╭─ DATA SHOWN
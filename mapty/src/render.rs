//! View models for list items and marker popups. Both front ends render
//! from these so the layout stays identical.

use std::fmt;

use serde::Serialize;

use crate::config::TrackerConfig;
use crate::workout::{Metrics, Workout};

#[derive(Clone, Debug, PartialEq, Serialize)]
pub struct Detail {
    pub icon: &'static str,
    pub value: String,
    pub unit: &'static str,
}

#[derive(Clone, Debug, PartialEq, Serialize)]
pub struct WorkoutCard {
    pub class: String,
    pub id: String,
    pub title: String,
    pub details: [Detail; 4],
}

impl WorkoutCard {
    pub fn from_workout(workout: &Workout) -> Self {
        let discipline = workout.discipline();
        let (metric, secondary) = match &workout.metrics {
            Metrics::Running { cadence, pace } => (
                Detail {
                    icon: "⚡️",
                    value: format!("{pace:.1}"),
                    unit: "min/km",
                },
                Detail {
                    icon: "🦶🏼",
                    value: cadence.to_string(),
                    unit: "spm",
                },
            ),
            Metrics::Cycling {
                elevation_gain,
                speed,
            } => (
                Detail {
                    icon: "⚡️",
                    value: format!("{speed:.1}"),
                    unit: "km/h",
                },
                Detail {
                    icon: "⛰",
                    value: elevation_gain.to_string(),
                    unit: "m",
                },
            ),
        };
        Self {
            class: format!("workout workout--{discipline}"),
            id: workout.id.clone(),
            title: workout.description.clone(),
            details: [
                Detail {
                    icon: discipline.icon(),
                    value: workout.distance.to_string(),
                    unit: "km",
                },
                Detail {
                    icon: "⏱",
                    value: workout.duration.to_string(),
                    unit: "min",
                },
                metric,
                secondary,
            ],
        }
    }
}

impl fmt::Display for WorkoutCard {
    fn fmt(&self, f: &mut fmt::Formatter<'_>) -> fmt::Result {
        write!(f, "[{}] {}", self.id, self.title)?;
        for d in &self.details {
            write!(f, "  {} {} {}", d.icon, d.value, d.unit)?;
        }
        Ok(())
    }
}

/// Options and content for one marker popup, in Leaflet's option names.
#[derive(Clone, Debug, PartialEq, Serialize)]
#[serde(rename_all = "camelCase")]
pub struct PopupSpec {
    #[serde(skip)]
    pub content: String,
    pub class_name: String,
    pub max_width: u32,
    pub min_width: u32,
    pub auto_close: bool,
    pub close_on_click: bool,
}

impl PopupSpec {
    pub fn for_workout(workout: &Workout, config: &TrackerConfig) -> Self {
        let discipline = workout.discipline();
        Self {
            content: format!("{} {}", discipline.icon(), workout.description),
            class_name: format!("{discipline}-popup"),
            max_width: config.popup_max_width,
            min_width: config.popup_min_width,
            auto_close: false,
            close_on_click: false,
        }
    }
}

#[cfg(test)]
mod tests {
    use chrono::{TimeZone, Utc};

    use super::*;
    use crate::form::WorkoutInput;
    use crate::workout::Coords;

    fn running() -> Workout {
        Workout::new(
            WorkoutInput::Running {
                distance: 5.0,
                duration: 30.0,
                cadence: 150.0,
            },
            Coords::new(1.0, 2.0),
            Utc.with_ymd_and_hms(2026, 10, 14, 7, 0, 0).unwrap(),
        )
    }

    #[test]
    fn running_card_layout() {
        let card = WorkoutCard::from_workout(&running());
        assert_eq!(card.class, "workout workout--running");
        assert_eq!(card.title, "Running on October 14");
        assert_eq!(card.details[0].icon, "🏃");
        assert_eq!(card.details[0].value, "5");
        assert_eq!(card.details[2].value, "6.0");
        assert_eq!(card.details[2].unit, "min/km");
        assert_eq!(card.details[3].value, "150");
        assert_eq!(card.details[3].unit, "spm");
    }

    #[test]
    fn cycling_card_uses_speed_and_elevation() {
        let w = Workout::new(
            WorkoutInput::Cycling {
                distance: 20.0,
                duration: 60.0,
                elevation_gain: -5.0,
            },
            Coords::new(1.0, 2.0),
            Utc.with_ymd_and_hms(2026, 10, 14, 7, 0, 0).unwrap(),
        );
        let card = WorkoutCard::from_workout(&w);
        assert_eq!(card.details[0].icon, "🚴‍♀️");
        assert_eq!(card.details[2].value, "20.0");
        assert_eq!(card.details[2].unit, "km/h");
        assert_eq!(card.details[3].icon, "⛰");
        assert_eq!(card.details[3].value, "-5");
        assert_eq!(card.details[3].unit, "m");
    }

    #[test]
    fn popup_options() {
        let popup = PopupSpec::for_workout(&running(), &TrackerConfig::default());
        assert_eq!(popup.content, "🏃 Running on October 14");
        let json = serde_json::to_value(&popup).unwrap();
        assert_eq!(json["className"], "running-popup");
        assert_eq!(json["autoClose"], false);
        assert_eq!(json["closeOnClick"], false);
        assert_eq!(json["maxWidth"], 250);
        assert!(json.get("content").is_none());
    }
}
╰─
#### [WORK TO BE COMPLETED]
When a line in the data above contains the string "icon", copy that line.

#### [RESULT BELOW]
    pub icon: &'static str,
                    icon: "⚡️",
                    icon: "🦶🏼",
                    icon: "⚡️",
                    icon: "⛰",
                    icon: discipline.icon(),
                    icon: "⏱",
            write!(f, "  {} {} {}", d.icon, d.value, d.unit)?;
            content: format!("{} {}", discipline.icon(), workout.description),
        assert_eq!(card.details[0].icon, "🏃");
        assert_eq!(card.details[0].icon, "🚴‍♀️");
        assert_eq!(card.details[3].icon, "⛰");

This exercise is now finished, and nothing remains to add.